_BRIEF_
Examine each line of the data, and copy the ones containing "routes".

◆ ◆ ◆ ◆ ◆ ◆ ◆

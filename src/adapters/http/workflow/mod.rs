//! Workflow HTTP adapter module.
//!
//! Provides the multipart upload endpoint for workflow cost estimation.

pub mod dto;
pub mod handlers;
pub mod routes;

pub use dto::{CostEstimateResponse, MissingToolResponse};
pub use handlers::{WorkflowAppState, WORKFLOW_FIELD};
pub use routes::workflow_routes;
//! Workflow cost estimate aggregation.

use crate::domain::catalog::{CostField, ToolCostRecord};

/// Aggregated cost of a workflow, built fresh for each estimation request.
///
/// Each total is the plain sum of the matching per-tool statistic. Summing
/// per-tool medians or 95th percentiles does not give the percentile of the
/// combined run; the totals are indicative only.
#[derive(Debug, Clone, Default, PartialEq)]
pub struct CostEstimate {
    pub avg_cost_est: f64,
    pub median_cost_est: f64,
    pub p95_cost_est: f64,
    /// Catalog records for every resolved step, in step order.
    pub tools: Vec<ToolCostRecord>,
    /// Identifiers that had no catalog entry, in step order.
    pub missing_tools: Vec<String>,
}

impl CostEstimate {
    pub fn new(tools: Vec<ToolCostRecord>, missing_tools: Vec<String>) -> Self {
        let total = |field: CostField| tools.iter().fold(0.0, |sum, tool| sum + tool.cost(field));

        Self {
            avg_cost_est: total(CostField::Average),
            median_cost_est: total(CostField::Median),
            p95_cost_est: total(CostField::P95),
            tools,
            missing_tools,
        }
    }
}
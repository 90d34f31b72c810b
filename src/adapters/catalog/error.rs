//! Catalog load errors

use std::path::PathBuf;

use thiserror::Error;

/// Errors that prevent the tool catalog from loading at startup
#[derive(Debug, Error)]
pub enum CatalogLoadError {
    #[error("Failed to open tool catalog {}: {source}", path.display())]
    Io {
        path: PathBuf,
        #[source]
        source: std::io::Error,
    },

    #[error("Malformed tool catalog: {0}")]
    Csv(#[from] csv::Error),

    #[error("Tool catalog is missing required column '{0}'")]
    MissingColumn(&'static str),

    #[error("Invalid {column} for tool '{tool_id}': {value}")]
    InvalidValue {
        tool_id: String,
        column: &'static str,
        value: f64,
    },

    #[error("Duplicate tool id in catalog: {0}")]
    DuplicateToolId(String),
}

◆ ◆ ◆ ◆ ◆ ◆ ◆

_RESPONSE BOX_
pub mod routes;
pub use routes::workflow_routes;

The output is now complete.